The hatred that must not be named | Robert L. Wolkoff


Anti-Semitism is hatred that must not be named. At least it seems safe.
Recently, the Jewish world held its collective breath when hostages were taken from a synagogue in Colleyville, Texas. The hostage-taker had gone to a synagogue because he was filled with fantasies about “almighty” Jews who could order governments to do whatever they want — in this case, demand that the US releases woman convicted of attempted murder of US soldiers. During her trial, she had demanded that jurors undergo a DNA test to ensure that they had no “Zionist or Israeli background”. The hostage taker’s last words included the phrase “f******* Jews”.

Considering all of this, one would have imagined that after the terrorist’s death, the FBI would offer a direct condemnation of his anti-Semitism. But then, not only was there no condemnation, but there was no anti-Semitism. According to the FBI, the actions of the hostage taker were not “specifically related to the Jewish community”.

Anti-Semitism is hatred that must not be named.

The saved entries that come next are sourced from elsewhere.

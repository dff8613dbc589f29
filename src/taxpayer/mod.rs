//! Employee declarations: input records, roster loading, and boundary
//! validation

mod data;
mod loader;
mod validate;

pub use data::{
    parse_birth_date, Declaration, DependentDeclaration, InsurancePremiums, SpouseDeclaration,
};
pub use loader::{load_roster, load_roster_from_reader, RosterError};
pub use validate::{validate_declaration, ValidationReport};
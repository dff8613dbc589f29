//! Load employee declarations from a payroll roster CSV

use std::path::Path;

use serde::Deserialize;
use thiserror::Error;

use super::{parse_birth_date, Declaration, DependentDeclaration, InsurancePremiums, SpouseDeclaration};
use crate::deduction::normalize_amount;

/// Roster loading failure
#[derive(Debug, Error)]
pub enum RosterError {
    #[error("failed to read roster: {0}")]
    Csv(#[from] csv::Error),

    #[error("row {row}: {reason}")]
    Row { row: usize, reason: String },
}

/// Raw CSV row. Amount columns stay as strings so formatted figures
/// ("4,000,000") normalize the same way form input does.
#[derive(Debug, Deserialize)]
struct CsvRow {
    #[serde(rename = "EmployeeID")]
    employee_id: u32,
    #[serde(rename = "Name")]
    name: String,
    #[serde(rename = "AnnualSalary")]
    annual_salary: String,
    #[serde(rename = "OtherIncome", default)]
    other_income: String,
    #[serde(rename = "HasSpouse", default)]
    has_spouse: String,
    #[serde(rename = "SpouseSalary", default)]
    spouse_salary: String,
    #[serde(rename = "SpouseOtherIncome", default)]
    spouse_other_income: String,
    #[serde(rename = "SpouseBirthDate", default)]
    spouse_birth_date: String,
    #[serde(rename = "HasDependent", default)]
    has_dependent: String,
    #[serde(rename = "DependentSalary", default)]
    dependent_salary: String,
    #[serde(rename = "DependentBirthDate", default)]
    dependent_birth_date: String,
    #[serde(rename = "SpecialDisabled", default)]
    special_disabled: String,
    #[serde(rename = "YoungDependent", default)]
    young_dependent: String,
    #[serde(rename = "GeneralLifeNew", default)]
    general_life_new: String,
    #[serde(rename = "GeneralLifeOld", default)]
    general_life_old: String,
    #[serde(rename = "MedicalCareNew", default)]
    medical_care_new: String,
    #[serde(rename = "PensionNew", default)]
    pension_new: String,
    #[serde(rename = "PensionOld", default)]
    pension_old: String,
    #[serde(rename = "Earthquake", default)]
    earthquake: String,
    #[serde(rename = "OldLongTerm", default)]
    old_long_term: String,
    #[serde(rename = "NationalPension", default)]
    national_pension: String,
    #[serde(rename = "NationalHealth", default)]
    national_health: String,
    #[serde(rename = "OtherSocial", default)]
    other_social: String,
    #[serde(rename = "Ideco", default)]
    ideco: String,
    #[serde(rename = "MutualAid", default)]
    mutual_aid: String,
}

impl CsvRow {
    fn to_declaration(self, row: usize) -> Result<Declaration, RosterError> {
        let spouse = if parse_flag(&self.has_spouse, row)? {
            Some(SpouseDeclaration {
                annual_salary: normalize_amount(&self.spouse_salary),
                other_income: normalize_amount(&self.spouse_other_income),
                birth_date: parse_birth_date(&self.spouse_birth_date),
            })
        } else {
            None
        };

        let dependent = if parse_flag(&self.has_dependent, row)? {
            Some(DependentDeclaration {
                annual_salary: normalize_amount(&self.dependent_salary),
                birth_date: parse_birth_date(&self.dependent_birth_date),
            })
        } else {
            None
        };

        Ok(Declaration {
            employee_id: self.employee_id,
            name: self.name,
            annual_salary: normalize_amount(&self.annual_salary),
            other_income: normalize_amount(&self.other_income),
            spouse,
            dependent,
            has_special_disabled: parse_flag(&self.special_disabled, row)?,
            has_young_dependent: parse_flag(&self.young_dependent, row)?,
            insurance: InsurancePremiums {
                general_life_new: normalize_amount(&self.general_life_new),
                general_life_old: normalize_amount(&self.general_life_old),
                medical_care_new: normalize_amount(&self.medical_care_new),
                personal_pension_new: normalize_amount(&self.pension_new),
                personal_pension_old: normalize_amount(&self.pension_old),
                earthquake: normalize_amount(&self.earthquake),
                old_long_term: normalize_amount(&self.old_long_term),
                national_pension: normalize_amount(&self.national_pension),
                national_health: normalize_amount(&self.national_health),
                other_social: normalize_amount(&self.other_social),
                ideco: normalize_amount(&self.ideco),
                mutual_aid: normalize_amount(&self.mutual_aid),
            },
        })
    }
}

fn parse_flag(raw: &str, row: usize) -> Result<bool, RosterError> {
    match raw.trim().to_ascii_lowercase().as_str() {
        "1" | "true" | "yes" | "y" => Ok(true),
        "" | "0" | "false" | "no" | "n" => Ok(false),
        other => Err(RosterError::Row {
            row,
            reason: format!("unrecognized flag value: {}", other),
        }),
    }
}

/// Load all declarations from a roster CSV file
pub fn load_roster<P: AsRef<Path>>(path: P) -> Result<Vec<Declaration>, RosterError> {
    let mut reader = csv::Reader::from_path(path)?;
    collect_rows(&mut reader)
}

/// Load declarations from any reader (e.g. string buffer, network stream)
pub fn load_roster_from_reader<R: std::io::Read>(reader: R) -> Result<Vec<Declaration>, RosterError> {
    let mut csv_reader = csv::Reader::from_reader(reader);
    collect_rows(&mut csv_reader)
}

fn collect_rows<R: std::io::Read>(
    reader: &mut csv::Reader<R>,
) -> Result<Vec<Declaration>, RosterError> {
    let mut declarations = Vec::new();

    for (i, result) in reader.deserialize().enumerate() {
        // Header is line 1; data rows start at line 2
        let row = i + 2;
        let record: CsvRow = result?;
        declarations.push(record.to_declaration(row)?);
    }

    Ok(declarations)
}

Of course, the next day, when the outrage (and absurdity) mounted, the FBI backtracked and admitted what any clear-headed 8-year-old already knew. But, they were quick to add, “This is a terrorism-related case, in which the Jewish community has been targeted,” as if it were a coincidence that it was the Jewish community that was aimed. Instead, they might have noticed that the hostage taker had intentionally bypassed Colleyville’s 26 churches (i.e. 2 per square mile) to get to – wait for it – Beth Israel.

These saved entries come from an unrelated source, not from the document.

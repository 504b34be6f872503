pub mod amortization;
pub mod fees;

pub use amortization::monthly_payment;
pub use fees::FeeBreakdown;
pub mod menu;
pub mod resolver;

pub use menu::{adjusted_rate, default_profile, AdjustedRate, RateMenu};
pub use resolver::{anchor_year, resolve};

Similarly, after the horror of the attack, one would have expected the ADL to issue a strong condemnation. And they did – out of Islamophobia. The ADL devoted a paragraph of a lengthy report to jihadist praise of the terrorist, but several pages condemning right-wing extremism and “anti-Muslim bigotry”. I understand that Muslims around the world should not be portrayed as terrorists, when in fact all sorts of Muslim groups, including the local Colleyville Mosque, have to their credit condemned the act of terrorism. But the fact that one should not generalize does not also mean that one should not specify, and call things by their proper name.

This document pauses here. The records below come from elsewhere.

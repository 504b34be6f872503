use rust_decimal::Decimal;
use serde::{Deserialize, Serialize};

use crate::config::SimulatorConfig;
use crate::decimal::{Money, Rate};
use crate::errors::{Result, SimulationError};
use crate::payments::{amortization, fees};
use crate::types::Fee;

/// inputs for one financing simulation
#[derive(Debug, Clone, PartialEq, Serialize, Deserialize)]
pub struct SimulationRequest {
    pub vehicle_price: Money,
    pub down_payment: Money,
    pub term_months: u32,
    /// annual tax rate applied to the financed amount
    pub annual_rate: Rate,
    pub fees: Vec<Fee>,
}

impl SimulationRequest {
    /// intake-form validation; the calculation itself only guards its
    /// numeric preconditions
    pub fn validate(&self, config: &SimulatorConfig) -> Result<()> {
        if !self.vehicle_price.is_positive() {
            return Err(SimulationError::InvalidVehiclePrice {
                price: self.vehicle_price,
            });
        }

        if self.down_payment.is_negative() {
            return Err(SimulationError::InvalidDownPayment {
                provided: self.down_payment,
            });
        }

        let maximum = config.max_down_payment(self.vehicle_price);
        if self.down_payment > maximum {
            return Err(SimulationError::DownPaymentAboveCap {
                maximum,
                provided: self.down_payment,
            });
        }

        if self.term_months < config.min_term_months || self.term_months > config.max_term_months {
            return Err(SimulationError::TermOutOfRange {
                months: self.term_months,
                min: config.min_term_months,
                max: config.max_term_months,
            });
        }

        Ok(())
    }
}

/// applicant income check from the intake form; not part of the payment math
pub fn validate_income(income: Money, config: &SimulatorConfig) -> Result<()> {
    if income < config.min_monthly_income {
        return Err(SimulationError::IncomeBelowMinimum {
            minimum: config.min_monthly_income,
            provided: income,
        });
    }
    Ok(())
}

/// derived financing summary; a pure function of the request
#[derive(Debug, Clone, PartialEq, Serialize, Deserialize)]
pub struct SimulationResult {
    /// price minus down payment plus aggregated fees; the amortized principal
    pub financed_amount: Money,
    pub monthly_payment: Money,
    pub total_amount: Money,
    pub total_interest: Money,
    pub total_fees: Money,
}

/// financing calculation engine
///
/// pure and deterministic: identical requests yield identical results, and
/// nothing is shared between invocations
#[derive(Debug, Clone, Copy, Default)]
pub struct FinancingEngine;

impl FinancingEngine {
    pub fn new() -> Self {
        Self
    }

    /// compute the financing summary
    ///
    /// `None` is the defined "not yet computable" state (nothing left to
    /// finance, zero term, degenerate arithmetic); callers keep whatever
    /// they showed before
    pub fn calculate(&self, request: &SimulationRequest) -> Option<SimulationResult> {
        let monthly_rate = request.annual_rate.monthly_rate();
        let total_fees = fees::total(&request.fees, request.vehicle_price);
        let financed_amount = request.vehicle_price - request.down_payment + total_fees;

        if !financed_amount.is_positive() || request.term_months == 0 {
            return None;
        }

        let monthly_payment =
            amortization::monthly_payment(financed_amount, monthly_rate, request.term_months)?;

        let total_amount =
            monthly_payment * Decimal::from(request.term_months) + request.down_payment;
        let total_interest = total_amount - request.vehicle_price - total_fees;

        Some(SimulationResult {
            financed_amount,
            monthly_payment,
            total_amount,
            total_interest,
            total_fees,
        })
    }
}

#[cfg(test)]
mod tests {
    use super::*;
    use proptest::prelude::{prop_assert, prop_assert_eq, proptest};
    use rust_decimal_macros::dec;

    fn reference_request() -> SimulationRequest {
        SimulationRequest {
            vehicle_price: Money::from_major(25_000),
            down_payment: Money::from_major(5_000),
            term_months: 60,
            annual_rate: Rate::from_percentage(dec!(4.5)),
            fees: vec![
                Fee::fixed("Documentation", dec!(299)),
                Fee::fixed("Delivery", dec!(150)),
            ],
        }
    }

    #[test]
    fn test_reference_scenario() {
        let engine = FinancingEngine::new();
        let result = engine.calculate(&reference_request()).unwrap();

        assert_eq!(result.total_fees, Money::from_major(449));
        assert_eq!(result.financed_amount, Money::from_major(20_449));

        let payment = result.monthly_payment.round_dp(2);
        assert!(
            (payment - Money::from_decimal(dec!(381.23))).abs() <= Money::from_decimal(dec!(0.01)),
            "unexpected payment {payment}"
        );
    }

    #[test]
    fn test_result_identities() {
        let request = reference_request();
        let result = FinancingEngine::new().calculate(&request).unwrap();

        // total amount is payment times term plus the down payment
        let reconstructed =
            result.monthly_payment * Decimal::from(request.term_months) + request.down_payment;
        assert_eq!(result.total_amount, reconstructed);

        // interest is whatever the buyer pays beyond price and fees
        assert_eq!(
            result.total_interest,
            result.total_amount - request.vehicle_price - result.total_fees
        );
    }

    #[test]
    fn test_zero_rate_straight_line() {
        let request = SimulationRequest {
            annual_rate: Rate::ZERO,
            fees: Vec::new(),
            ..reference_request()
        };
        let result = FinancingEngine::new().calculate(&request).unwrap();

        assert_eq!(result.financed_amount, Money::from_major(20_000));
        assert_eq!(result.monthly_payment, Money::from_decimal(dec!(333.33333333)));
        // only rounding noise separates total interest from zero
        assert!(result.total_interest.abs() <= Money::from_decimal(dec!(0.000001)));
    }

    #[test]
    fn test_nothing_left_to_finance_yields_none() {
        let engine = FinancingEngine::new();

        // down payment swallows the full price and fees: financed amount 0
        let request = SimulationRequest {
            vehicle_price: Money::from_major(10_000),
            down_payment: Money::from_major(10_449),
            term_months: 48,
            annual_rate: Rate::from_percentage(dec!(9.8)),
            fees: vec![
                Fee::fixed("Documentation", dec!(299)),
                Fee::fixed("Delivery", dec!(150)),
            ],
        };
        assert!(engine.calculate(&request).is_none());

        // and a negative financed amount is no better
        let request = SimulationRequest {
            down_payment: Money::from_major(12_000),
            ..request
        };
        assert!(engine.calculate(&request).is_none());
    }

    #[test]
    fn test_zero_term_yields_none() {
        let request = SimulationRequest {
            term_months: 0,
            ..reference_request()
        };
        assert!(FinancingEngine::new().calculate(&request).is_none());
    }

    #[test]
    fn test_idempotence() {
        let engine = FinancingEngine::new();
        let request = reference_request();
        assert_eq!(engine.calculate(&request), engine.calculate(&request));
    }

    #[test]
    fn test_validate_accepts_reference_request() {
        assert!(reference_request().validate(&SimulatorConfig::default()).is_ok());
    }

    #[test]
    fn test_validate_term_bounds() {
        let config = SimulatorConfig::default();

        let request = SimulationRequest { term_months: 11, ..reference_request() };
        assert!(matches!(
            request.validate(&config),
            Err(SimulationError::TermOutOfRange { months: 11, .. })
        ));

        let request = SimulationRequest { term_months: 85, ..reference_request() };
        assert!(request.validate(&config).is_err());

        for months in [12, 84] {
            let request = SimulationRequest { term_months: months, ..reference_request() };
            assert!(request.validate(&config).is_ok());
        }
    }

    #[test]
    fn test_validate_down_payment_cap() {
        let config = SimulatorConfig::default();

        // cap is 80% of the 25000 price
        let request = SimulationRequest {
            down_payment: Money::from_major(20_001),
            ..reference_request()
        };
        assert!(matches!(
            request.validate(&config),
            Err(SimulationError::DownPaymentAboveCap { .. })
        ));

        let request = SimulationRequest {
            down_payment: Money::from_major(20_000),
            ..reference_request()
        };
        assert!(request.validate(&config).is_ok());
    }

    #[test]
    fn test_validate_rejects_non_positive_price() {
        let config = SimulatorConfig::default();
        let request = SimulationRequest {
            vehicle_price: Money::ZERO,
            ..reference_request()
        };
        assert!(matches!(
            request.validate(&config),
            Err(SimulationError::InvalidVehiclePrice { .. })
        ));
    }

    #[test]
    fn test_validate_rejects_negative_down_payment() {
        let config = SimulatorConfig::default();
        let request = SimulationRequest {
            down_payment: Money::ZERO - Money::ONE,
            ..reference_request()
        };
        assert!(matches!(
            request.validate(&config),
            Err(SimulationError::InvalidDownPayment { .. })
        ));
    }

    #[test]
    fn test_validate_income_floor() {
        let config = SimulatorConfig::default();
        assert!(validate_income(Money::from_major(182), &config).is_ok());
        assert!(matches!(
            validate_income(Money::from_major(181), &config),
            Err(SimulationError::IncomeBelowMinimum { .. })
        ));
    }

    proptest! {
        #![proptest_config(proptest::test_runner::Config::with_cases(48))]

        #[test]
        fn prop_total_amount_identity(
            price_dollars in 1_000u32..150_000,
            down_pct in 0u32..80,
            term_months in 12u32..85,
            rate_tenths in 0u32..250
        ) {
            let vehicle_price = Money::from_major(price_dollars as i64);
            let down_payment = Money::from_decimal(
                vehicle_price.as_decimal() * Decimal::from(down_pct) / Decimal::from(100),
            );
            let request = SimulationRequest {
                vehicle_price,
                down_payment,
                term_months,
                annual_rate: Rate::from_percentage(Decimal::from(rate_tenths) / Decimal::from(10)),
                fees: vec![Fee::percentage("IPVA", dec!(4.0)), Fee::fixed("Licensing Fee", dec!(23.22))],
            };

            let result = FinancingEngine::new().calculate(&request);
            prop_assert!(result.is_some());
            let result = result.unwrap();

            let reconstructed =
                result.monthly_payment * Decimal::from(term_months) + down_payment;
            let drift = (result.total_amount - reconstructed).abs();
            prop_assert!(drift <= Money::from_decimal(dec!(0.00000001)));

            prop_assert!(result.financed_amount.is_positive());
            prop_assert!(result.monthly_payment.is_positive());
            prop_assert_eq!(
                result.total_interest,
                result.total_amount - vehicle_price - result.total_fees
            );
        }

        #[test]
        fn prop_identical_requests_identical_results(
            price_dollars in 1_000u32..80_000,
            term_months in 12u32..85
        ) {
            let request = SimulationRequest {
                vehicle_price: Money::from_major(price_dollars as i64),
                down_payment: Money::ZERO,
                term_months,
                annual_rate: Rate::from_percentage(dec!(11.2)),
                fees: Vec::new(),
            };
            let engine = FinancingEngine::new();
            prop_assert_eq!(engine.calculate(&request), engine.calculate(&request));
        }
    }
}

The fact that not all Muslims are terrorists does not mean that no Muslim is a terrorist. In truth, there have been enough Muslim terrorists to take over entire countries. What do we gain by ignoring this? The terrorist’s family claimed that he suffered from mental instability. Maybe (although this explanation/apology is getting a bit worn). But isn’t it interesting that the mental state of Muslim terrorists never leads them to attack Eskimos. Only Jews. Why do you think it is like that? Of course, it couldn’t be anti-Semitism, because anti-Semitism is hatred that must not be named.

Meanwhile, under the California sun, another “unnamed” drama is playing out. A young Arab woman protested against USC for discrimination. She suffered negative consequences because of her online comments, including “I want to kill all the fucking Zionists” and “Curse the Jews.” But, explain its apologists, it has nothing to do with anti-Semitism. Of course not, because anti-Semitism is hatred that must not be named. Instead, we are told, we need to “understand” his words “in context.” Frankly, I’m curious what that context might be. Here’s a thought experiment: In what context would it be morally acceptable to say, “I want to kill all the fucking Palestinians!” »?
I’ll wait.

What all of these stories (and many more, believe me) share is a reluctance to call things by their name. The good folks at Zioness have something to say about it: “[T]Arguing about Jews, as Jews, is anti-Semitic. Targeting Jews in a synagogue is anti-Semitic. Targeting Jews in a synagogue on Shabbat is anti-Semitic. Sudden stop. You cannot fight anti-Semitism without calling it anti-Semitism. You cannot fight for Jews by responding to an anti-Semitic attack with general statements about “confronting all forms of hatred” or with “prayers for peace.” Your willingness to use the words and name our community is directly linked to the potential for personal and collective change.

In the Harry Potter novels, Harry ultimately insists on naming “he who must not be named”. He does this in the frustration of anyone who refuses to say the words, because Harry is aware that you cannot fight an enemy if you refuse to name him, and the enemy, with all his terrible power, is back.

Same for us.

Rabbi Wolkoff serves Congregation Bnai Tikvah in North Brunswick. He has published hundreds of articles and lectured internationally on Jewish topics, and has been active in both interfaith work and the fight against anti-Semitism, both in the United States and in Sweden, where he served for a decade. He is a JNF rabbi for Israel.